The character set used by the regular expression writer may not be Unicode, so there needs to be some way to specify arbitrary Unicode characters. The most standard notation for listing hex Unicode characters within strings is by prefixing with "\u". Making this change results in the following addition:

<character> := <simple_character>
<character> := ESCAPE UTF16_MARK HEX_CHAR HEX_CHAR HEX_CHAR HEX_CHAR

UTF16_MARK := "u"

Examples:

`[\u3040-\u309F,\u30FC]`	Match Hiragana characters, plus prolonged sound sign
`[\u00B2,\u2082]`	Match superscript and subscript 2

Note: instead of [...\u3040...], one possible alternate syntax is [...\x{3040}...], as in Perl 5.6.

§1.2 Categories

Since Unicode is a large character set, a regular expression engine needs to provide for the recognition of whole categories of characters; otherwise the listing of characters becomes impractical. Engines should be extended using the general category types found in ftp://ftp.unicode.org/Public/UNIDATA.

For example, what the regular expression means by a digit should match to any of the Unicode digits, etc. The basic Unicode character categories are available in the Unicode Character Database (UCD) described in UnicodeCharacterDatabase.html and UnicodeData.html, and consist of: Letters, Punctuation, Symbols, Marks, Numbers, Separators, and Other. These each have a single letter abbreviation, which is the uppercase first character except for separators, which use Z. The official data mapping Unicode characters to these categories is found on UnicodeData.txt (for a preview of Unicode 3.0.0, see UnicodeData-3.0.0.beta.txt).

Each of these categories has different subcategories. For example, the subcategories for Letter are uppercase, lowercase, titlecase, modifier, and other (in this case, other includes uncased letters such as Chinese). By convention, the subcategory is abbreviated by the category letter (in uppercase), followed by the first character of the subcategory in lowercase. For example, Lu stands for Letter, uppercase.

Where a regular expression is expressed as much as possible in terms of higher-level semantic constructs such as Letter, it makes it practical to work with the different alphabets and languages in Unicode.
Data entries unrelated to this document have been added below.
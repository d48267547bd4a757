//! Append-only audit trail. Rows are written through the caller's connection so
//! they commit or roll back together with the mutation they describe.

use anyhow::Result as AnyResult;
use chrono::Utc;
use diesel::prelude::*;
use log::info;
use serde::{Deserialize, Serialize};
use uuid::Uuid;

use crate::core::shared::schema::audit_logs;

use super::error::CertificationError;
use super::storage::DbAuditLog;
use super::types::text_enum;

pub const DEFAULT_LOG_LIMIT: i64 = 200;
pub const MAX_LOG_LIMIT: i64 = 1000;

text_enum! {
    AuditAction {
        Create => "CREATE",
        Update => "UPDATE",
        Delete => "DELETE",
        StatusChange => "STATUS_CHANGE",
    }
}

impl AuditAction {
    /// STATUS_CHANGE iff the status value differs, otherwise UPDATE.
    pub fn for_update<S: PartialEq>(before: &S, after: &S) -> Self {
        if before != after {
            Self::StatusChange
        } else {
            Self::Update
        }
    }
}

text_enum! {
    EntityKind {
        CertificationProgram => "certification_program",
        Principle => "principle",
        Criterion => "criterion",
        Indicator => "indicator",
        AuditCycle => "audit_cycle",
        Evaluation => "evaluation",
        EvidenceType => "evidence_type",
        Evidence => "evidence",
        CorrectiveAction => "corrective_action",
        RootCauseAnalysis => "root_cause_analysis",
        EvidenceDocument => "evidence_document",
        CriterionMonitoring => "criterion_monitoring",
        MonitoringNotification => "monitoring_notification",
        NotificationResolution => "notification_resolution",
        SystemSettings => "system_settings",
    }
}

#[derive(Debug, Clone)]
pub struct AuditRecord {
    pub entity_kind: EntityKind,
    pub entity_id: Uuid,
    pub action: AuditAction,
    pub actor_id: Option<Uuid>,
    pub before: Option<serde_json::Value>,
    pub after: Option<serde_json::Value>,
    pub program_id: Option<Uuid>,
    pub audit_cycle_id: Option<Uuid>,
}

impl AuditRecord {
    pub fn new(entity_kind: EntityKind, entity_id: Uuid, action: AuditAction) -> Self {
        Self {
            entity_kind,
            entity_id,
            action,
            actor_id: None,
            before: None,
            after: None,
            program_id: None,
            audit_cycle_id: None,
        }
    }

    pub fn by(mut self, actor_id: Uuid) -> Self {
        self.actor_id = Some(actor_id);
        self
    }

    pub fn before<T: Serialize>(mut self, row: &T) -> Result<Self, CertificationError> {
        self.before = Some(snapshot(row)?);
        Ok(self)
    }

    pub fn after<T: Serialize>(mut self, row: &T) -> Result<Self, CertificationError> {
        self.after = Some(snapshot(row)?);
        Ok(self)
    }

    pub fn in_context(mut self, program_id: Option<Uuid>, audit_cycle_id: Option<Uuid>) -> Self {
        self.program_id = program_id;
        self.audit_cycle_id = audit_cycle_id;
        self
    }
}

/// Full-row projection of a persisted entity.
pub fn snapshot<T: Serialize>(row: &T) -> Result<serde_json::Value, CertificationError> {
    serde_json::to_value(row)
        .map_err(|e| CertificationError::Internal(format!("Failed to snapshot row: {e}")))
}

pub fn record(
    conn: &mut PgConnection,
    entry: AuditRecord,
) -> Result<DbAuditLog, CertificationError> {
    let row = DbAuditLog {
        id: Uuid::new_v4(),
        entity_kind: entry.entity_kind.to_string(),
        entity_id: entry.entity_id,
        action: entry.action.to_string(),
        old_value: entry.before,
        new_value: entry.after,
        actor_id: entry.actor_id,
        program_id: entry.program_id,
        audit_cycle_id: entry.audit_cycle_id,
        created_at: Utc::now(),
    };

    let saved: DbAuditLog = diesel::insert_into(audit_logs::table)
        .values(&row)
        .get_result(conn)?;

    info!(
        "{} {} {} by {}",
        saved.action,
        saved.entity_kind,
        saved.entity_id,
        saved
            .actor_id
            .map(|id| id.to_string())
            .unwrap_or_else(|| "system".to_string())
    );
    Ok(saved)
}

#[derive(Debug, Clone, Default, Serialize, Deserialize)]
pub struct AuditFilter {
    pub entity_kind: Option<EntityKind>,
    pub entity_id: Option<Uuid>,
    pub program_id: Option<Uuid>,
    pub audit_cycle_id: Option<Uuid>,
    pub limit: Option<i64>,
}

impl AuditFilter {
    pub fn effective_limit(&self) -> i64 {
        self.limit
            .unwrap_or(DEFAULT_LOG_LIMIT)
            .clamp(1, MAX_LOG_LIMIT)
    }
}

/// Newest first.
pub fn list_entries(
    conn: &mut PgConnection,
    filter: &AuditFilter,
) -> Result<Vec<DbAuditLog>, CertificationError> {
    let mut query = audit_logs::table.into_boxed();

    if let Some(kind) = filter.entity_kind {
        query = query.filter(audit_logs::entity_kind.eq(kind.as_str()));
    }
    if let Some(entity_id) = filter.entity_id {
        query = query.filter(audit_logs::entity_id.eq(entity_id));
    }
    if let Some(program_id) = filter.program_id {
        query = query.filter(audit_logs::program_id.eq(program_id));
    }
    if let Some(audit_cycle_id) = filter.audit_cycle_id {
        query = query.filter(audit_logs::audit_cycle_id.eq(audit_cycle_id));
    }

    let rows = query
        .order((audit_logs::created_at.desc(), audit_logs::id.desc()))
        .limit(filter.effective_limit())
        .load::<DbAuditLog>(conn)?;
    Ok(rows)
}

pub fn export_csv(entries: &[DbAuditLog]) -> AnyResult<Vec<u8>> {
    let mut csv_writer = csv::Writer::from_writer(vec![]);

    csv_writer.write_record([
        "ID",
        "Timestamp",
        "Entity",
        "Entity ID",
        "Action",
        "Actor",
        "Program",
        "Audit cycle",
        "Old value",
        "New value",
    ])?;

    for entry in entries {
        csv_writer.write_record([
            entry.id.to_string(),
            entry.created_at.to_rfc3339(),
            entry.entity_kind.clone(),
            entry.entity_id.to_string(),
            entry.action.clone(),
            entry.actor_id.map(|u| u.to_string()).unwrap_or_default(),
            entry.program_id.map(|u| u.to_string()).unwrap_or_default(),
            entry.audit_cycle_id.map(|u| u.to_string()).unwrap_or_default(),
            entry
                .old_value
                .as_ref()
                .map(|v| v.to_string())
                .unwrap_or_default(),
            entry
                .new_value
                .as_ref()
                .map(|v| v.to_string())
                .unwrap_or_default(),
        ])?;
    }

    Ok(csv_writer.into_inner()?)
}

#[cfg(test)]
mod tests {
    use super::*;
    use std::str::FromStr;

    #[derive(Serialize)]
    struct Row {
        id: u32,
        status: &'static str,
        note: Option<String>,
    }

    #[test]
    fn test_action_classification() {
        assert_eq!(
            AuditAction::for_update(&"nc_menor", &"nc_maior"),
            AuditAction::StatusChange
        );
        assert_eq!(
            AuditAction::for_update(&"conforme", &"conforme"),
            AuditAction::Update
        );
        assert_eq!(AuditAction::StatusChange.to_string(), "STATUS_CHANGE");
        assert_eq!(AuditAction::from_str("DELETE"), Ok(AuditAction::Delete));
    }

    #[test]
    fn test_snapshot_keeps_every_column() {
        let value = snapshot(&Row {
            id: 7,
            status: "aberta",
            note: None,
        })
        .expect("snapshot");
        let object = value.as_object().expect("object");
        assert_eq!(object.len(), 3);
        assert_eq!(object["id"], 7);
        assert_eq!(object["status"], "aberta");
        assert!(object["note"].is_null());
    }

    #[test]
    fn test_record_builder() {
        let entity_id = Uuid::new_v4();
        let actor = Uuid::new_v4();
        let program = Uuid::new_v4();
        let entry = AuditRecord::new(EntityKind::Evaluation, entity_id, AuditAction::Create)
            .by(actor)
            .in_context(Some(program), None)
            .after(&Row {
                id: 1,
                status: "conforme",
                note: None,
            })
            .expect("after");
        assert_eq!(entry.actor_id, Some(actor));
        assert_eq!(entry.program_id, Some(program));
        assert!(entry.before.is_none());
        assert!(entry.after.is_some());
    }

    #[test]
    fn test_filter_limit_is_clamped() {
        assert_eq!(AuditFilter::default().effective_limit(), DEFAULT_LOG_LIMIT);
        let huge = AuditFilter {
            limit: Some(50_000),
            ..Default::default()
        };
        assert_eq!(huge.effective_limit(), MAX_LOG_LIMIT);
        let zero = AuditFilter {
            limit: Some(0),
            ..Default::default()
        };
        assert_eq!(zero.effective_limit(), 1);
    }

    #[test]
    fn test_export_csv_header_and_rows() {
        let entry = DbAuditLog {
            id: Uuid::new_v4(),
            entity_kind: "evaluation".to_string(),
            entity_id: Uuid::new_v4(),
            action: "CREATE".to_string(),
            old_value: None,
            new_value: Some(serde_json::json!({"conformity_status": "conforme"})),
            actor_id: None,
            program_id: None,
            audit_cycle_id: None,
            created_at: Utc::now(),
        };
        let bytes = export_csv(&[entry]).expect("csv");
        let text = String::from_utf8(bytes).expect("utf8");
        let mut lines = text.lines();
        assert!(lines.next().expect("header").starts_with("ID,Timestamp,Entity"));
        let row = lines.next().expect("row");
        assert!(row.contains("evaluation"));
        assert!(row.contains("CREATE"));
    }
}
Here is an example of a syntax addition that permits categories:

<item> := CATEGORY_START <unicode_category> CATEGORY_END

CATEGORY_START := "{"
CATEGORY_END := "}"

Examples:

[{L},{Nd}] Match all letters and decimal digits

Two additional special categories that are generally useful are:

`{ALL}`	This matches all code points. This could also be captured with `\u0000-\uFFFF`, except for reasons we will get into later. In some regular expression languages, [{ALL}] is expressed by a period.
`{ASSIGNED}`	This is equivalent to all character but `{Cn}`, and matches all assigned characters (in the target version of Unicode).
`{UNASSIGNED}`	This is equivalent to `{Cn}`, and matches all unassigned characters (in the target version of Unicode). This can be used to exclude unassigned characters, as we will see in the next section.

A regular-expression mechanism may choose to offer the ability to identify characters on the basis of other Unicode properties besides the general category. In particular, Unicode characters are also divided into blocks as described in blocks.txt. For example, [\u0370-\u03FF] is the Greek block, and could be matched by syntax like [{Greek}]. However, there are some significant caveats to the use of Unicode blocks for the identification of characters: see Annex A. Character Blocks. See also Chapter 4, Character Properties for more information.

Note: instead of using {-L}, one alternate syntax is to use {xL}; another is to use case differences to provide the semantic of negation as in Perl. In that style, one could write {lo} for uppercase letter, and {LO} for any character but a lowercase letter.

§1.3 Subtraction

With a large character set, character categories are essential. In addition, there needs to be a way to "subtract" characters from what is already in the list. For example, one may want to include all letters but Q and W without having to list every character in {L} that is neither Q nor W. Here is an example of a syntax change that handles this, by allowing subtraction of any character set from another.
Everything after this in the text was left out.